I needed wireless-3g internet (ie. the kind that's not dependent on your flat/landline) for 3 weeks before I can get broadband (yeah I know I'm a bit addicted) so for such short period I was a bit reluctant to buy the €70 sim+usb-modem + €5 for topup, 
so I noticed they also offer €20 for just the sim-card + 100mb free usage, that means that if you already have a modem you can get really cheap internet, 
in my case my cellphone (HTC Touch Pro) has a 3g modem built into it which I can either surf directly on the phone or connect the phone to my laptop and have the phone work as a modem.

Works suprisingly fast, just surfing around as normal I sometime forget I'm not at home with my usual broadband.

I'm just saying this FYI, however I wouldn't nessesarly recommend it.
I think they want to sell you their expensive modem which is why they make it as difficult as possible for you to know how to set up your cellphone, so if you are not tech-savy I wouldn't recommend it and even if you are it was a nightmare to figure out the address (the address is probably built into their modem, but if you are using your own modem you need to know the address), 
I surfed on a webcafe for hours looking for that address I got like 7 different ones none worked, 
finally had to go 1 hour walk to cytaoffice in the mercyless sun and ask him for the address and he said you cannot use that simcard on cellphone but I insisted that he was wrong and then finally he told me the APN is:
"pp.internet" (without qoutes)
that was all, with that little piece of information it now finally works 
(the addresses I found on the internet were probably correct for subscribtions but as it turns out 'pay as you go' simcards had their own APN address)

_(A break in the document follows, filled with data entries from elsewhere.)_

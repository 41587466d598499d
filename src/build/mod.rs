mod driver;
pub mod generators;

pub use driver::{BuildDriver, DriverState};
use std::path::PathBuf;

use thiserror::Error;

use crate::settings::BuildType;

/// Inputs of the configure step.
#[derive(Debug, Clone, PartialEq, Eq)]
pub struct ConfigureStep {
    pub source_dir: PathBuf,
    pub build_dir: PathBuf,
    pub toolchain_file: PathBuf,
    /// `None` for multi-config generators, where the build type is chosen at
    /// build time instead.
    pub build_type: Option<BuildType>,
}

/// Inputs of the build step.
#[derive(Debug, Clone, PartialEq, Eq)]
pub struct BuildStep {
    pub build_dir: PathBuf,
    pub config: BuildType,
}

/// Error type for toolchain operations
#[derive(Debug, Error)]
pub enum ToolchainError {
    #[error("toolchain not found: {0}")]
    NotFound(String),

    #[error("failed to run {program}: {source}")]
    Spawn {
        program: String,
        #[source]
        source: std::io::Error,
    },

    #[error("{step} step exited with {}{}", exit_label(.status), stderr_tail(.stderr))]
    StepFailed {
        step: &'static str,
        status: Option<i32>,
        stderr: String,
    },

    #[error(transparent)]
    Io(#[from] std::io::Error),
}

fn exit_label(status: &Option<i32>) -> String {
    match status {
        Some(code) => format!("status {code}"),
        None => "a signal".to_string(),
    }
}

fn stderr_tail(stderr: &str) -> String {
    let lines: Vec<&str> = stderr.trim_end().lines().collect();
    if lines.is_empty() {
        return String::new();
    }
    let start = lines.len().saturating_sub(10);
    format!(":\n{}", lines[start..].join("\n"))
}

#[cfg(test)]
mod tests {
    use super::*;

    #[test]
    fn test_step_failed_message_includes_tail() {
        let err = ToolchainError::StepFailed {
            step: "configure",
            status: Some(1),
            stderr: "CMake Error: could not find fmt\n".into(),
        };
        let msg = err.to_string();
        assert!(msg.starts_with("configure step exited with status 1"));
        assert!(msg.contains("could not find fmt"));
    }

    #[test]
    fn test_stderr_tail_keeps_last_lines() {
        let stderr: String = (0..25).map(|i| format!("line {i}\n")).collect();
        let tail = stderr_tail(&stderr);
        assert!(tail.contains("line 24"));
        assert!(!tail.contains("line 14\n"));
    }

    #[test]
    fn test_signal_exit_label() {
        assert_eq!(exit_label(&None), "a signal");
    }
}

so yeah €20 is pretty cheap for internet


----------



## Guest (Oct 7, 2010)

also check that your cellphone reception in your flat is 3g before buying, otherwise I believe it would be very slow.


----------



## Guest (Oct 9, 2010)

Actually just a quick last note on this one: Don't!

I already used up my 100mb after 2 days which makes me believe (for a various of reasons) that it's charging me as if I was roaming which is ridicolous,
oh well I topped up with 5 and now I'm just going to use it for the basics text and wait for broadband before doing any surfing.


----------



## Pilke (Jun 19, 2010)

What you can do is to disable pictures in your browser, that will save a lot of bandwidth. Also dont forget to disabled upgrades, most people got the updates to update automatically on a windows computer.


----------